Internal iliac artery balloon catheterization prior to non-elective cesarean delivery in a patient with placenta accreta
Abstract Number: 167
Abstract Type: Case Report/Case Series
Uterine artery embolization or internal iliac artery balloon catheters (IAC) can reduce perioperative bleeding and maternal morbidity in patients with placenta accreta (PA) requiring elective cesarean delivery (CS) (1). There are risks of major hemorrhage in patients with PA associated with labor, and there is no consensus regarding the use of these techniques prior to non-elective CS. We describe a patient with PA, placenta previa, and vasa previa requiring non-elective CS who received preoperative IAC.
A healthy 27 yr-old (G3P2) at 32 weeks gestation, with a history of 2 prior CS, was admitted for preterm contractions. MRI of the uterus at 32 weeks confirmed a bi-lobed placenta accreta, joined by a membranous portion over the cervical os (placenta previa). Additional findings included umbilical cord insertion into the membrane over the os (vasa previa).
Tocolysis was initially achieved using magnesium sulfate, and elective CS was planned for 35-36 weeks. The patient was type and crossed for 4 units RBCs (admission Hct=36.9), and wide-bore IV access was attained. Preterm contractions re-occurred at 33 weeks, and after obstetric review, an urgent CS with possible hysterectomy was arranged. As the patient was hemodynamically stable without vaginal bleeding, she was transferred to IR for placement of bilateral IAC. Epidural anesthesia was performed at L3-L4 using 15 ml 2% lidocaine with epinephrine 1:200K.
After IAC placement, the patient was transferred to the OR. A T4 block was achieved with an additional 20 ml 2% lidocaine, and an arterial line was inserted. The patient underwent uncomplicated CS and hysterectomy, with inflation of the IAC after delivery (Apgars= 8,9). During the hysterectomy, general anesthesia was induced due to patient discomfort. Total EBL=1500 ml; total IV fluids=5.5 L; intraoperative Hct=28. No RBCs or blood products were administered intraoperatively. The patient was extubated and IAC were removed postoperatively.
The initial postoperative labs were: Hct=25.7, Plt=113, PTT/INR=32.2/1.4, and the patient was transfused 2 units RBCs. She was discharged on POD #4 (Hct= 22.9) without complication. Pathology reported a bi-lobed placenta, complete previa, placenta percreta and vasa previa.

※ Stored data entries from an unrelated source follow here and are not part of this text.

//! Click action handler for the mouse interaction system.
//!
//! Processes click actions dispatched from the hit area registry, translating
//! them into App state mutations.

use crate::app::{App, WidgetInstance};

use super::hit_area::ClickAction;

/// Handle a click action by updating App state.
///
/// Called from the event loop when a mouse click lands on a registered hit
/// area. Widget actions that arrive while a different widget is mounted are
/// stale (the click raced a navigation) and are dropped.
pub fn handle_click_action(app: &mut App, action: ClickAction) {
    // Any click action likely changes visible state
    app.mark_dirty();

    match action {
        // =====================================================================
        // Navigation
        // =====================================================================
        ClickAction::SelectTab(category) => {
            app.select_tab(category);
            tracing::debug!("Click: SelectTab({category})");
        }
        ClickAction::OpenEntry(index) => {
            app.open_entry(index);
            tracing::debug!("Click: OpenEntry({index})");
        }

        // =====================================================================
        // Dropdown
        // =====================================================================
        ClickAction::DropdownToggle => {
            if let Some(WidgetInstance::Dropdown(dropdown)) = &mut app.widget {
                dropdown.toggle_open();
                tracing::debug!(open = dropdown.open, "Click: DropdownToggle");
            }
        }
        ClickAction::DropdownSelect(index) => {
            if let Some(WidgetInstance::Dropdown(dropdown)) = &mut app.widget {
                dropdown.select(index);
                tracing::debug!("Click: DropdownSelect({index})");
            }
        }

        // =====================================================================
        // Input field
        // =====================================================================
        ClickAction::InputFocus => {
            if let Some(WidgetInstance::Input(field)) = &mut app.widget {
                field.focus();
                tracing::debug!("Click: InputFocus");
            }
        }
        ClickAction::InputClear => {
            if let Some(WidgetInstance::Input(field)) = &mut app.widget {
                field.clear();
                tracing::debug!("Click: InputClear");
            }
        }

        // =====================================================================
        // CV sections
        // =====================================================================
        ClickAction::CvToggleLike(section) => {
            if let Some(WidgetInstance::Cv(cv)) = &mut app.widget {
                cv.toggle_liked(section);
                tracing::debug!(
                    likes = cv.like_count(),
                    "Click: CvToggleLike({:?})",
                    section
                );
            }
        }
        ClickAction::CvToggleExpand(section) => {
            if let Some(WidgetInstance::Cv(cv)) = &mut app.widget {
                let changed = cv.toggle_expanded(section);
                tracing::debug!(changed, "Click: CvToggleExpand({:?})", section);
            }
        }

        // =====================================================================
        // Fade-in demo
        // =====================================================================
        ClickAction::FadeToggle => {
            if let Some(WidgetInstance::Fade(demo)) = &mut app.widget {
                demo.toggle();
                tracing::debug!(visible = demo.visible, "Click: FadeToggle");
            }
        }
        ClickAction::FadeDurationUp => {
            if let Some(WidgetInstance::Fade(demo)) = &mut app.widget {
                demo.duration_up();
                tracing::debug!(duration_ms = demo.duration_ms, "Click: FadeDurationUp");
            }
        }
        ClickAction::FadeDurationDown => {
            if let Some(WidgetInstance::Fade(demo)) = &mut app.widget {
                demo.duration_down();
                tracing::debug!(duration_ms = demo.duration_ms, "Click: FadeDurationDown");
            }
        }
        ClickAction::FadeDelayUp => {
            if let Some(WidgetInstance::Fade(demo)) = &mut app.widget {
                demo.delay_up();
                tracing::debug!(delay_ms = demo.delay_ms, "Click: FadeDelayUp");
            }
        }
        ClickAction::FadeDelayDown => {
            if let Some(WidgetInstance::Fade(demo)) = &mut app.widget {
                demo.delay_down();
                tracing::debug!(delay_ms = demo.delay_ms, "Click: FadeDelayDown");
            }
        }

        // =====================================================================
        // Hero card
        // =====================================================================
        ClickAction::HeroHover => {
            // Hover-only region; a click changes nothing
            tracing::debug!("Click: HeroHover (inert)");
        }
    }
}
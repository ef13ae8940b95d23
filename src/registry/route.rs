//! URL-style route parsing for the sandbox.
//!
//! Paths mirror the original site structure: `/{category}/{slug}` opens an
//! entry page and `/{category}` opens that category's index listing.

use crate::error::RegistryError;

use super::Category;

/// A parsed navigable path.
#[derive(Debug, Clone, PartialEq, Eq)]
pub enum Route {
    /// Category index listing (`/layouts`)
    Index(Category),
    /// A specific entry page (`/layouts/tobias-cv`)
    Entry {
        /// Category segment of the path
        category: Category,
        /// Slug segment of the path; existence is checked at lookup time
        slug: String,
    },
}

impl Route {
    /// Render the route back into its path form.
    pub fn path(&self) -> String {
        match self {
            Route::Index(category) => format!("/{}", category.as_segment()),
            Route::Entry { category, slug } => format!("/{}/{}", category.as_segment(), slug),
        }
    }
}

/// Parse a path like `/components/dropdown` into a [`Route`].
///
/// The slug is not validated against the registry here; unknown slugs are
/// reported by [`Registry::lookup`](super::Registry::lookup) so that a
/// not-found entry stays a distinct outcome from a malformed path.
pub fn parse_path(path: &str) -> Result<Route, RegistryError> {
    let trimmed = path.trim().trim_start_matches('/').trim_end_matches('/');
    if trimmed.is_empty() {
        return Err(RegistryError::InvalidPath(path.to_string()));
    }

    let mut segments = trimmed.split('/');
    let category_segment = segments.next().unwrap_or_default();
    let category = Category::from_segment(category_segment)
        .ok_or_else(|| RegistryError::UnknownCategory(category_segment.to_string()))?;

    match (segments.next(), segments.next()) {
        (None, _) => Ok(Route::Index(category)),
        (Some(slug), None) if !slug.is_empty() => Ok(Route::Entry {
            category,
            slug: slug.to_string(),
        }),
        _ => Err(RegistryError::InvalidPath(path.to_string())),
    }
}
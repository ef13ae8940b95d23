//! Fade-In Demo
//!
//! A tick-driven opacity animation: a block of text fades from the canvas
//! color to full ink over a configurable duration, after a configurable
//! delay. Toggling visibility or adjusting either knob restarts the run.

use ratatui::{
    layout::Rect,
    style::{Color, Modifier, Style},
    text::{Line, Span},
    widgets::{Block, BorderType, Borders, Paragraph},
    Frame,
};

use crate::ui::interaction::{ClickAction, HitAreaRegistry};
use crate::ui::theme::{
    COLOR_ACCENT, COLOR_CANVAS_BG, COLOR_DIM, COLOR_MUTED, COLOR_PAPER_BG, COLOR_SURFACE_BG,
};

/// Animation duration bounds and step, in milliseconds.
pub const DURATION_MIN_MS: u64 = 100;
pub const DURATION_MAX_MS: u64 = 2000;
/// Start delay bounds, in milliseconds.
pub const DELAY_MAX_MS: u64 = 2000;
/// Knob adjustment increment.
pub const STEP_MS: u64 = 100;

// ============================================================================
// State
// ============================================================================

/// State for one fade-in run.
#[derive(Debug, Clone)]
pub struct FadeInDemo {
    /// Whether the subject is shown (and therefore animating or settled)
    pub visible: bool,
    /// Fade duration in milliseconds
    pub duration_ms: u64,
    /// Delay before the fade starts, in milliseconds
    pub delay_ms: u64,
    /// Time elapsed since the current run started
    pub elapsed_ms: u64,
}

impl Default for FadeInDemo {
    fn default() -> Self {
        Self::new()
    }
}

impl FadeInDemo {
    /// A visible demo at the default 500ms fade with no delay.
    pub fn new() -> Self {
        Self {
            visible: true,
            duration_ms: 500,
            delay_ms: 0,
            elapsed_ms: 0,
        }
    }

    /// Toggle visibility. Showing restarts the run from zero.
    pub fn toggle(&mut self) {
        self.visible = !self.visible;
        self.elapsed_ms = 0;
    }

    /// Advance the animation clock. Call once per tick while animating.
    pub fn tick(&mut self, delta_ms: u64) {
        if self.is_animating() {
            self.elapsed_ms += delta_ms;
        }
    }

    /// Whether the run still has frames left to show.
    pub fn is_animating(&self) -> bool {
        self.visible && self.elapsed_ms < self.delay_ms + self.duration_ms
    }

    /// Current opacity in `0.0..=1.0`.
    ///
    /// Zero while hidden or still inside the delay window, then a linear
    /// ramp over the duration, clamped at one.
    pub fn opacity(&self) -> f32 {
        if !self.visible || self.elapsed_ms <= self.delay_ms {
            return 0.0;
        }
        let progress = (self.elapsed_ms - self.delay_ms) as f32 / self.duration_ms as f32;
        progress.min(1.0)
    }

    /// Lengthen the fade by one step, clamped, restarting the run.
    pub fn duration_up(&mut self) {
        self.duration_ms = (self.duration_ms + STEP_MS).min(DURATION_MAX_MS);
        self.elapsed_ms = 0;
    }

    /// Shorten the fade by one step, clamped, restarting the run.
    pub fn duration_down(&mut self) {
        self.duration_ms = self.duration_ms.saturating_sub(STEP_MS).max(DURATION_MIN_MS);
        self.elapsed_ms = 0;
    }

    /// Lengthen the start delay by one step, clamped, restarting the run.
    pub fn delay_up(&mut self) {
        self.delay_ms = (self.delay_ms + STEP_MS).min(DELAY_MAX_MS);
        self.elapsed_ms = 0;
    }

    /// Shorten the start delay by one step, clamped, restarting the run.
    pub fn delay_down(&mut self) {
        self.delay_ms = self.delay_ms.saturating_sub(STEP_MS);
        self.elapsed_ms = 0;
    }
}

/// Linear blend between two RGB colors; `t` of 0 is `from`, 1 is `to`.
/// Non-RGB colors pass through as `to`.
pub fn blend(from: Color, to: Color, t: f32) -> Color {
    let t = t.clamp(0.0, 1.0);
    match (from, to) {
        (Color::Rgb(fr, fg, fb), Color::Rgb(tr, tg, tb)) => {
            let mix = |a: u8, b: u8| (a as f32 + (b as f32 - a as f32) * t).round() as u8;
            Color::Rgb(mix(fr, tr), mix(fg, tg), mix(fb, tb))
        }
        _ => to,
    }
}

// ============================================================================
// Rendering
// ============================================================================

/// Render the full-width fade demo: the fading subject plus its control row.
pub fn render_fade_in(frame: &mut Frame, area: Rect, demo: &FadeInDemo, hits: &mut HitAreaRegistry) {
    let canvas = Block::default().style(Style::default().bg(COLOR_CANVAS_BG));
    frame.render_widget(canvas, area);

    // Subject block
    let subject_area = Rect {
        x: area.x + 2,
        y: area.y + 1,
        width: area.width.saturating_sub(4),
        height: area.height.saturating_sub(5).max(3),
    };
    let ink = blend(COLOR_CANVAS_BG, COLOR_PAPER_BG, demo.opacity());
    let subject = Paragraph::new(vec![
        Line::from(Span::styled(
            "Hello.",
            Style::default().fg(ink).add_modifier(Modifier::BOLD),
        )),
        Line::from(Span::styled(
            "This block fades in from the canvas color.",
            Style::default().fg(ink),
        )),
    ])
    .block(
        Block::default()
            .borders(Borders::ALL)
            .border_type(BorderType::Rounded)
            .border_style(Style::default().fg(blend(COLOR_CANVAS_BG, COLOR_MUTED, demo.opacity()))),
    );
    frame.render_widget(subject, subject_area);

    // Control row
    let controls_y = subject_area.y + subject_area.height + 1;
    if controls_y >= area.y + area.height {
        return;
    }
    let controls_area = Rect {
        x: area.x + 2,
        y: controls_y,
        width: area.width.saturating_sub(4),
        height: 1,
    };

    let toggle_label = if demo.visible { "[hide]" } else { "[show]" };
    let duration_label = format!("[-] duration {}ms [+]", demo.duration_ms);
    let delay_label = format!("[-] delay {}ms [+]", demo.delay_ms);

    frame.render_widget(
        Paragraph::new(Line::from(vec![
            Span::styled(toggle_label, Style::default().fg(COLOR_ACCENT).bg(COLOR_SURFACE_BG)),
            Span::raw("  "),
            Span::styled(duration_label.clone(), Style::default().fg(COLOR_DIM)),
            Span::raw("  "),
            Span::styled(delay_label.clone(), Style::default().fg(COLOR_DIM)),
        ])),
        controls_area,
    );

    // Hit areas mirror the rendered spans, left to right
    let hover = Some(Style::default().fg(COLOR_ACCENT));
    let mut x = controls_area.x;
    let row = |x: u16, w: u16| Rect {
        x,
        y: controls_area.y,
        width: w,
        height: 1,
    };

    hits.register(row(x, toggle_label.len() as u16), ClickAction::FadeToggle, hover);
    x += toggle_label.len() as u16 + 2;

    // duration: the leading [-] and trailing [+]
    hits.register(row(x, 3), ClickAction::FadeDurationDown, hover);
    hits.register(
        row(x + duration_label.len() as u16 - 3, 3),
        ClickAction::FadeDurationUp,
        hover,
    );
    x += duration_label.len() as u16 + 2;

    hits.register(row(x, 3), ClickAction::FadeDelayDown, hover);
    hits.register(
        row(x + delay_label.len() as u16 - 3, 3),
        ClickAction::FadeDelayUp,
        hover,
    );
}

// ============================================================================
// Tests
// ============================================================================

#[cfg(test)]
mod tests {
    use super::*;

    #[test]
    fn test_opacity_ramps_linearly() {
        let mut demo = FadeInDemo::new();
        assert_eq!(demo.opacity(), 0.0);

        demo.tick(250);
        assert!((demo.opacity() - 0.5).abs() < 0.01);

        demo.tick(250);
        assert!((demo.opacity() - 1.0).abs() < f32::EPSILON);
        assert!(!demo.is_animating());
    }

    #[test]
    fn test_delay_holds_opacity_at_zero() {
        let mut demo = FadeInDemo::new();
        demo.delay_ms = 200;

        demo.tick(200);
        assert_eq!(demo.opacity(), 0.0);
        assert!(demo.is_animating());

        demo.tick(250);
        assert!((demo.opacity() - 0.5).abs() < 0.01);
    }

    #[test]
    fn test_hidden_is_fully_transparent() {
        let mut demo = FadeInDemo::new();
        demo.tick(500);
        demo.toggle();
        assert!(!demo.visible);
        assert_eq!(demo.opacity(), 0.0);
        assert!(!demo.is_animating());
    }

    #[test]
    fn test_toggle_restarts_run() {
        let mut demo = FadeInDemo::new();
        demo.tick(500);
        demo.toggle();
        demo.toggle();
        assert!(demo.visible);
        assert_eq!(demo.elapsed_ms, 0);
        assert!(demo.is_animating());
    }

    #[test]
    fn test_knobs_clamp_and_restart() {
        let mut demo = FadeInDemo::new();

        for _ in 0..30 {
            demo.duration_up();
        }
        assert_eq!(demo.duration_ms, DURATION_MAX_MS);

        for _ in 0..30 {
            demo.duration_down();
        }
        assert_eq!(demo.duration_ms, DURATION_MIN_MS);

        for _ in 0..30 {
            demo.delay_up();
        }
        assert_eq!(demo.delay_ms, DELAY_MAX_MS);

        for _ in 0..30 {
            demo.delay_down();
        }
        assert_eq!(demo.delay_ms, 0);

        demo.tick(50);
        demo.duration_up();
        assert_eq!(demo.elapsed_ms, 0);
    }

    #[test]
    fn test_blend_endpoints() {
        let a = Color::Rgb(0, 0, 0);
        let b = Color::Rgb(100, 200, 50);
        assert_eq!(blend(a, b, 0.0), a);
        assert_eq!(blend(a, b, 1.0), b);
        assert_eq!(blend(a, b, 0.5), Color::Rgb(50, 100, 25));
    }
}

Patients with PA with preterm contractions require urgent or emergent CS due to the risk of severe obstetric hemorrhage. In our case, the patient received constant surveillance and remained hemodynamically stable without evidence of bleeding during IAC prior to CS. IAC can assist in reducing perioperative bleeding during emergency CS for PA (2), however patients with PA undergoing urgent IAC require continuous, active monitoring. Further investigation is needed to determine whether the risk of massive intraoperative bleeding without IAC outweighs the risk of delaying delivery for IAC in this setting.
1)Obstet Gynecol Clin N Am 2007;34:599-616.
2)Int J Obstet Anesth 2008;17:255-61.